> Source data
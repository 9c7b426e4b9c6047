//! Engulfing detection between two merged candles
//!
//! MC2's body engulfs MC1's body when both of its ends reach past MC1's,
//! with a tolerance of `threshold_percent` of MC1's body top (or body size,
//! whichever is larger). Geometry alone is not enough: bullish engulfing needs
//! a red MC1 and a green MC2, bearish engulfing the opposite.
//!
//! [`EngulfingMetrics`] describes the shape of a pair (body ratio, overlaps,
//! positions and wicks) for reporting.

use std::collections::HashMap;

use serde::{Deserialize, Serialize};

use crate::{
    params::{get_percent, ParamMeta, ParameterizedDetector},
    Color, PriceBar, PriceBarExt, Result, ThresholdPercent,
};

impl_with_defaults!(EngulfingDetector);

/// Intermediate body-containment measurements
#[derive(Debug, Clone, Copy, PartialEq, Serialize, Deserialize)]
pub struct EngulfingGeometry {
    pub threshold_absolute: f64,
    pub bottom_engulfs: bool,
    pub top_engulfs: bool,
}

impl EngulfingGeometry {
    pub fn measure<A: PriceBar, B: PriceBar>(mc1: &A, mc2: &B, threshold: ThresholdPercent) -> Self {
        let threshold_absolute = threshold.of(mc1.body_size()).max(threshold.of(mc1.body_top()));
        Self {
            threshold_absolute,
            bottom_engulfs: mc2.body_bottom() <= mc1.body_bottom() + threshold_absolute,
            top_engulfs: mc2.body_top() >= mc1.body_top() - threshold_absolute,
        }
    }

    /// Both ends must hold
    #[inline]
    pub fn engulfs(&self) -> bool {
        self.bottom_engulfs && self.top_engulfs
    }
}

/// Color-gated engulfing outcome
#[derive(Debug, Clone, Copy, Default, PartialEq, Eq, Serialize, Deserialize)]
pub struct EngulfingFlags {
    pub bullish_engulfing: bool,
    pub bearish_engulfing: bool,
}

impl EngulfingFlags {
    #[inline]
    pub fn any(self) -> bool {
        self.bullish_engulfing || self.bearish_engulfing
    }
}

/// Detect engulfing of MC1 by MC2.
pub fn detect_engulfing<A: PriceBar, B: PriceBar>(
    mc1: &A,
    mc2: &B,
    threshold: ThresholdPercent,
) -> EngulfingFlags {
    let geometry = EngulfingGeometry::measure(mc1, mc2, threshold);
    if !geometry.engulfs() {
        return EngulfingFlags::default();
    }
    EngulfingFlags {
        bullish_engulfing: mc1.color() == Color::Red && mc2.color() == Color::Green,
        bearish_engulfing: mc1.color() == Color::Green && mc2.color() == Color::Red,
    }
}

// ============================================================
// METRICS
// ============================================================

/// Quartile of a price within a reference range
#[derive(Debug, Clone, Copy, PartialEq, Eq, Serialize, Deserialize)]
#[serde(rename_all = "snake_case")]
pub enum RangePosition {
    #[serde(rename = "top_25%")]
    Top25,
    UpperMiddle,
    LowerMiddle,
    #[serde(rename = "bottom_25%")]
    Bottom25,
    Outside,
}

impl RangePosition {
    /// Bucket a position given as a percentage from the bottom of the range.
    /// Only a negative position is `Outside`.
    pub fn from_percent(percent: f64) -> Self {
        match percent {
            p if p >= 75.0 => RangePosition::Top25,
            p if p >= 50.0 => RangePosition::UpperMiddle,
            p if p >= 25.0 => RangePosition::LowerMiddle,
            p if p >= 0.0 => RangePosition::Bottom25,
            _ => RangePosition::Outside,
        }
    }

    /// `price` within `low..=high`; above `high` is `Outside` too.
    /// A zero-width range reads as `LowerMiddle`.
    fn within(price: f64, low: f64, high: f64) -> Self {
        if high == low {
            return RangePosition::LowerMiddle;
        }
        let percent = (price - low) / (high - low) * 100.0;
        if percent > 100.0 {
            RangePosition::Outside
        } else {
            Self::from_percent(percent)
        }
    }
}

/// Wicks relative to the body; both zero for a candle without a body
#[derive(Debug, Clone, Copy, Default, PartialEq, Serialize, Deserialize)]
pub struct WickRatios {
    pub upper_wick_ratio: f64,
    pub lower_wick_ratio: f64,
}

impl WickRatios {
    pub fn of<T: PriceBar>(bar: &T) -> Self {
        let body = bar.body_size();
        if body == 0.0 {
            return Self::default();
        }
        Self {
            upper_wick_ratio: (bar.high() - bar.body_top()) / body,
            lower_wick_ratio: (bar.body_bottom() - bar.low()) / body,
        }
    }
}

/// Shape of an MC1/MC2 pair, attached to engulfing results.
///
/// - `body_size_ratio`: MC1 body over MC2 body (0 when MC2 has no body)
/// - `body_position`: MC1's open within MC2's body
/// - `body_overlap_percent`: shared body span over the combined body span
/// - `whole_body_position`: MC1's close within MC2's high/low range
/// - `whole_body_overlap_percent`: shared high/low span over MC1's range
#[derive(Debug, Clone, Copy, PartialEq, Serialize, Deserialize)]
pub struct EngulfingMetrics {
    pub mc1_body_size: f64,
    pub mc2_body_size: f64,
    pub body_size_ratio: f64,
    pub body_position: RangePosition,
    pub body_overlap_percent: f64,
    pub whole_body_position: RangePosition,
    pub whole_body_overlap_percent: f64,
    pub mc1_wicks: WickRatios,
    pub mc2_wicks: WickRatios,
}

impl EngulfingMetrics {
    pub fn measure<A: PriceBar, B: PriceBar>(mc1: &A, mc2: &B) -> Self {
        let (mc1_body_size, mc2_body_size) = (mc1.body_size(), mc2.body_size());
        let body_size_ratio = if mc2_body_size == 0.0 {
            0.0
        } else {
            mc1_body_size / mc2_body_size
        };

        let body_position = if mc2_body_size == 0.0 {
            RangePosition::LowerMiddle
        } else {
            RangePosition::from_percent((mc1.open() - mc2.body_bottom()) / mc2_body_size * 100.0)
        };

        let combined = mc1.body_top().max(mc2.body_top()) - mc1.body_bottom().min(mc2.body_bottom());
        let body_overlap_percent = overlap_percent(
            (mc1.body_bottom(), mc1.body_top()),
            (mc2.body_bottom(), mc2.body_top()),
            combined,
        );
        let whole_body_overlap_percent =
            overlap_percent((mc1.low(), mc1.high()), (mc2.low(), mc2.high()), mc1.range());

        Self {
            mc1_body_size,
            mc2_body_size,
            body_size_ratio,
            body_position,
            body_overlap_percent,
            whole_body_position: RangePosition::within(mc1.close(), mc2.low(), mc2.high()),
            whole_body_overlap_percent,
            mc1_wicks: WickRatios::of(mc1),
            mc2_wicks: WickRatios::of(mc2),
        }
    }
}

/// Length shared by two spans as a percentage of `basis`; 0 when they do not
/// overlap or `basis` is zero.
fn overlap_percent(a: (f64, f64), b: (f64, f64), basis: f64) -> f64 {
    let shared = a.1.min(b.1) - a.0.max(b.0);
    if shared <= 0.0 || basis == 0.0 {
        return 0.0;
    }
    shared / basis * 100.0
}

/// Engulfing detector with a configured tolerance
#[derive(Debug, Clone, Default, PartialEq)]
pub struct EngulfingDetector {
    pub threshold_percent: ThresholdPercent,
}

impl EngulfingDetector {
    pub fn new(threshold_percent: f64) -> Result<Self> {
        Ok(Self {
            threshold_percent: ThresholdPercent::new(threshold_percent)?,
        })
    }

    #[inline]
    pub fn detect<A: PriceBar, B: PriceBar>(&self, mc1: &A, mc2: &B) -> EngulfingFlags {
        detect_engulfing(mc1, mc2, self.threshold_percent)
    }

    #[inline]
    pub fn geometry<A: PriceBar, B: PriceBar>(&self, mc1: &A, mc2: &B) -> EngulfingGeometry {
        EngulfingGeometry::measure(mc1, mc2, self.threshold_percent)
    }
}

const ENGULFING_PARAMS: &[ParamMeta] = &[ParamMeta::percent(
    "threshold_percent",
    0.10,
    (0.0, 0.5, 0.05),
    "Body tolerance as a percentage of MC1's body",
)];

impl ParameterizedDetector for EngulfingDetector {
    fn param_meta() -> &'static [ParamMeta] {
        ENGULFING_PARAMS
    }

    fn with_params(params: &HashMap<&str, f64>) -> Result<Self> {
        Ok(Self {
            threshold_percent: get_percent(params, "threshold_percent", ThresholdPercent::DEFAULT)?,
        })
    }
}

> Problem details
Retype exactly the lines above, from the one with "p if p >= 75.0" through the one with "without a body", inclusive.

> Task result
            p if p >= 75.0 => RangePosition::Top25,
            p if p >= 50.0 => RangePosition::UpperMiddle,
            p if p >= 25.0 => RangePosition::LowerMiddle,
            p if p >= 0.0 => RangePosition::Bottom25,
            _ => RangePosition::Outside,
        }
    }

    /// `price` within `low..=high`; above `high` is `Outside` too.
    /// A zero-width range reads as `LowerMiddle`.
    fn within(price: f64, low: f64, high: f64) -> Self {
        if high == low {
            return RangePosition::LowerMiddle;
        }
        let percent = (price - low) / (high - low) * 100.0;
        if percent > 100.0 {
            RangePosition::Outside
        } else {
            Self::from_percent(percent)
        }
    }
}

/// Wicks relative to the body; both zero for a candle without a body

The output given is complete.